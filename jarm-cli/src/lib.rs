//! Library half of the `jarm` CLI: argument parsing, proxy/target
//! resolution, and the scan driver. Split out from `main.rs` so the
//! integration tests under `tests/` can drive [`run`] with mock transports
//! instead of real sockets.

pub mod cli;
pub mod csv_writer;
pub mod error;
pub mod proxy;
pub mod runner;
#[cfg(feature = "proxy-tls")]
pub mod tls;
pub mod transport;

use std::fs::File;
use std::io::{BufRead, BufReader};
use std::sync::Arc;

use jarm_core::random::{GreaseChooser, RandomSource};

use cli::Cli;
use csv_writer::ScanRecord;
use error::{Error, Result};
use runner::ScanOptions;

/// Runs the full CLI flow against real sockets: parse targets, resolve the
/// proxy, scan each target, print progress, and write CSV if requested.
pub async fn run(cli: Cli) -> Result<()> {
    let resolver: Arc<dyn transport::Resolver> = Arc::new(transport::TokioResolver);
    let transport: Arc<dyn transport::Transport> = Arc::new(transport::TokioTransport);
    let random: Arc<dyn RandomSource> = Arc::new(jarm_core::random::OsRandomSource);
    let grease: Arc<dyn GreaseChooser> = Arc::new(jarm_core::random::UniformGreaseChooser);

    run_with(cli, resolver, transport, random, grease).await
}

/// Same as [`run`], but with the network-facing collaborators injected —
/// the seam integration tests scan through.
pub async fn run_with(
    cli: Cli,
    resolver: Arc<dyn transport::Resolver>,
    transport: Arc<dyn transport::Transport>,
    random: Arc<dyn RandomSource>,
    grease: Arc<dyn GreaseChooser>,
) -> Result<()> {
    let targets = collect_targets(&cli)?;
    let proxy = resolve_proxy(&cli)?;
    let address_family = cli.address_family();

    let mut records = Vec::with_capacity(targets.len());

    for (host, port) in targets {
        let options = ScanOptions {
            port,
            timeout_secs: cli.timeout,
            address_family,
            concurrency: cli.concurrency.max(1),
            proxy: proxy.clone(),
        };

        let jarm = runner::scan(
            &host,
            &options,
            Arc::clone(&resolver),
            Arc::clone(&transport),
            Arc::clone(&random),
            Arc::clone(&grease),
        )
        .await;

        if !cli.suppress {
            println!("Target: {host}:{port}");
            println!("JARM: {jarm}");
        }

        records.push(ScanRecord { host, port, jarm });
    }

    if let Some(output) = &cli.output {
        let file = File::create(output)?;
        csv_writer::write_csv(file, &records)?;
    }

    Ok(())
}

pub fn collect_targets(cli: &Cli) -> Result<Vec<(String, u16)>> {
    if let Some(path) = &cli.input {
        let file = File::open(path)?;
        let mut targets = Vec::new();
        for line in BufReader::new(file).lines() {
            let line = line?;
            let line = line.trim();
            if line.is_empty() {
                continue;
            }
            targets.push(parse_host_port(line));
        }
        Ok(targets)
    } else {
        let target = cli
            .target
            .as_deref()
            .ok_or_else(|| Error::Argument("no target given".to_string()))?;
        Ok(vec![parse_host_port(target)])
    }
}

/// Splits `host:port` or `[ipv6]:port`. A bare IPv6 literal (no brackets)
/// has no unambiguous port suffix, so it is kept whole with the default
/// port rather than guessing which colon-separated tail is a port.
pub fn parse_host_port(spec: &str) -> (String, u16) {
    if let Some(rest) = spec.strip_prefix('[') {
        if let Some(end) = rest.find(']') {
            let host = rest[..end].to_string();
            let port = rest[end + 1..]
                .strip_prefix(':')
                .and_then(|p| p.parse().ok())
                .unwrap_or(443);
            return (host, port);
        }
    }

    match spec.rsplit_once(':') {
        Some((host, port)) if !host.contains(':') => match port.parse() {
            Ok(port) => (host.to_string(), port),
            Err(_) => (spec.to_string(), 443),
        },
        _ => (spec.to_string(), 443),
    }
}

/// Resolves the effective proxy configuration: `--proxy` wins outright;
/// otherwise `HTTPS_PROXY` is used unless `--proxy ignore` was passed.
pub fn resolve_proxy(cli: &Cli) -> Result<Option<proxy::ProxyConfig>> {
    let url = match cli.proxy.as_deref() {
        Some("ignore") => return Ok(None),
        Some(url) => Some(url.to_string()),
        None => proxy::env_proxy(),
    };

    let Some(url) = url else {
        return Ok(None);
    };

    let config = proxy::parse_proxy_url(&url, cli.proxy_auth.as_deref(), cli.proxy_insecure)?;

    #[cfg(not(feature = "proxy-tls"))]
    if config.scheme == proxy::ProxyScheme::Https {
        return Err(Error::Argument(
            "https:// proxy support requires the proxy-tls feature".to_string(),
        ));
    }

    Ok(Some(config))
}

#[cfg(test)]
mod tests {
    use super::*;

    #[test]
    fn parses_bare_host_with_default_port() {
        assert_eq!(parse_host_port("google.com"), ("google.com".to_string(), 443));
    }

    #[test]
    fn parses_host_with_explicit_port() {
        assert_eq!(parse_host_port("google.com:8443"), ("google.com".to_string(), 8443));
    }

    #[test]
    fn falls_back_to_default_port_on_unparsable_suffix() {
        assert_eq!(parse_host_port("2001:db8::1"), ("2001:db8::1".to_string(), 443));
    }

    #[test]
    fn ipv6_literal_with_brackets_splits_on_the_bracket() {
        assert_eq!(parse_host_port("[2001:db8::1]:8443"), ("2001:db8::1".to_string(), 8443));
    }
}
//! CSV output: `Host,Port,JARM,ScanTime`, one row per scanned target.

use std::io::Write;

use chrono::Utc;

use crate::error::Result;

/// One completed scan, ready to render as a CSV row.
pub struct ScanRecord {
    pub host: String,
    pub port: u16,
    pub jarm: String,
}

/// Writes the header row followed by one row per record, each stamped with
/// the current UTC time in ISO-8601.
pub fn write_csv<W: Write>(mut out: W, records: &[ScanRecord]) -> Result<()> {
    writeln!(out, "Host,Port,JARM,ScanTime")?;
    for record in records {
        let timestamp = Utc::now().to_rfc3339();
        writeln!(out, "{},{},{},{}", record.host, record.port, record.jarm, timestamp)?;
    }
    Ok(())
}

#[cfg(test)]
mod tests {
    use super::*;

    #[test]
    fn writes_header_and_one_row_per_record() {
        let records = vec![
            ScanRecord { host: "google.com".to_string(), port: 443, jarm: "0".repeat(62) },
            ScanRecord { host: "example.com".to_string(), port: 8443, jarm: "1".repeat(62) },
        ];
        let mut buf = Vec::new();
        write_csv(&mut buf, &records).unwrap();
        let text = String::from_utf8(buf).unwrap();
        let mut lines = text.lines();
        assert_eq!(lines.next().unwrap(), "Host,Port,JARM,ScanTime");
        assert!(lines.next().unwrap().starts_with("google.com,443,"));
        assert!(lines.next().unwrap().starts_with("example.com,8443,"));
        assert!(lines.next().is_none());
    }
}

#### TASK DETAILS
Looking at the material above, please state how many lines include the string "example", and give only that number.

#### ANSWER FOR THIS EXERCISE
2